It was June of 1967, a few hours before the outbreak of the Six-Day War, when my father sent us to Jericho away from the battlefront to stay with my grandmother. Back then, we did not have a television, and I remember huddling in the "radio room," as my grandmother called it; I would later refer to it as the "war room."
This was where we'd spend most of our time during the war, away from the broken glass caused by Israeli fighter-jets racing through the sound barrier listening to the Egyptian broadcast "Sawt El Arab" or "Voice of the Arabs."
"Report number 42," the announcer would say, and through the crackling sound of my grandmother's ancient shortwave radio, we would all strain to hear the war updates.
"The Egyptian forces have repelled the Zionist army... the Jordanian army advanced to Jabel el Mukaber."
I believe that it was on the second or third day of the Six Day War, as we were listening to these victorious reports, that we felt a rumbling throughout the house. It was caused by the advancing Israeli armored units and the fleeing Jordanian ones.
"Report number 57... Arab armies are advancing toward Tel Aviv," "Sawt El Arab" kept on reporting.
This past January a sea of protesters flooded downtown Cairo chanting "Al Sha'eb Yourid Isqat al-Nitham" or "the people want to bring down the regime." Their images were beamed across the globe by Al Jazeera and other satellite TV networks, but Egyptian government-controlled TV did not report the event. Instead, Egypt's Satellite Channel (Al Masriya) was showing an old concert by its legendary singer Oum Kalthoum, and Nile TV had a camera streaming images of traffic on one of Cairo's bridges.
Egypt's largest TV channels seemed oblivious to the fact that thousands were demonstrating against the regime at Tahrir Square, a mere 5-minute walk from the Radio & Television Building.
Recently Syrian state television was reporting international calls for Libya to halt attacks on its people, while stalling its reporting on several days of protests in its own southern city of Dara'a, which resulted in the death of at least thirty civilians according to human rights groups, six of whom were killed outside the Omari mosque on March 23. When it finally issued a news report shortly after, the presenter claimed that it was not security forces, but rather an "armed gang" who had killed the people. Despite the fact that communications and electricity have been cut, a video of the bloody attack on the demonstrators was posted on YouTube.
While social media and mobile technology have played a major role in maintaining the flow of information during the Egyptian and Tunisian revolutions, the majority of the people in the Middle East still do not have access to the web and have watched events play out on television.
Four years ago, in March of 2007, I wrote an article for PBS Frontline World entitled The Arab Media Revolution. At the time there were less than 400 satellite TV stations operating in the region. Since then, the number of satellite broadcasters in the Middle East has exploded to more than 750.

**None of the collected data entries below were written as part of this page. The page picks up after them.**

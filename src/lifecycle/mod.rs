//! Lifecycle management subsystem.
//!
//! # Data Flow
//! ```text
//! Startup (startup.rs):
//!     Load settings → Load every domain → Start watcher + dispatcher → Start admin listener
//!
//! Shutdown (shutdown.rs):
//!     Signal received → Stop watching → Finish in-flight reloads → Close listener
//!
//! Signals (signals.rs):
//!     SIGTERM/SIGINT → Trigger graceful shutdown
//!     SIGHUP → Force a reload of every domain
//! ```
//!
//! # Design Decisions
//! - Ordered startup: settings first, then snapshots, then tasks, then listeners
//! - Any startup load failure is fatal; later failures only log

pub mod shutdown;
pub mod signals;
pub mod startup;

pub use shutdown::Shutdown;
pub use startup::StartupError;
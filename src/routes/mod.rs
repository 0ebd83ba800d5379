use axum::Router;

use crate::state::SharedState;

/// Swagger UI.
pub mod docs;
/// Game lifecycle, roster and results.
pub mod game;
/// Health check.
pub mod health;
/// Operations on the calling player.
pub mod player;
/// Event stream upgrade.
pub mod websocket;

/// Compose all route trees, wiring in shared state and documentation routes.
pub fn router(state: SharedState) -> Router<()> {
    let api_router = health::router()
        .merge(websocket::router())
        .merge(game::router())
        .merge(player::router());

    let docs_router = docs::router(state.clone());

    api_router.merge(docs_router).with_state(state)
}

Without satellite television, most people in the Arab world would not have seen the images of demonstrators in Tahrir Square or witnessed the spark that lit the region on fire: the self-immolation of a young Tunisian street vendor called Mohamed Bouazizi from the town of Sidi Bouzid. It is no surprise that some of the most heavily guarded sites in the Arab world are state television and radio buildings protected by armed guards, sandbags, and thick iron fences. Journalists who report the news at these government-controlled outlets are constantly reminded of "red lines that may not be crossed" in their criticism of the government, which frequently causes them to exercise self-censorship out of fear.
When I was in Tunisia after the fall of Ben Ali, a reporter at one of the major media outlets told me that she cried herself to sleep every night after she was told to ignore covering the attacks on demonstrators.
Censorship and misinformation in Tunisia, Egypt and Syria is not unique; it's the same scenario in several Arab countries, such as Saudi Arabia and Libya, to name a few. Ministries of information are continually censoring news of demonstrations. For these countries, media remains a propaganda tool for the regime and not a source for information and credible news. But unlike during the Six-Day War, these Ministries of Information are no longer the only source for news. In spite of measures taken by these regimes to control their media, as long as there are cameras, satellite uplinks, mobile technology, social media, and someone willing to take the risk to report, images and pictures of the daily demonstrations will keep flowing on a daily basis.
The events in Tunisia and Egypt present an opportunity to address some of the systemic issues around access to information across the region. The future of media law reform in the Arab world is still unclear. In Egypt, the supreme council of armed forces has ordered the dissolution of the Ministry of Information, and other countries have been holding discussions around this issue. It is imperative to convene a regional media reform group, comprised of Arab lawyers, journalists, media rights activists and policymakers, in order to work on identifying laws and public policies to foster and protect free press. These new media laws should be designed to ensure a diversity of voices and viewpoints and to protect local communities from media monopolies.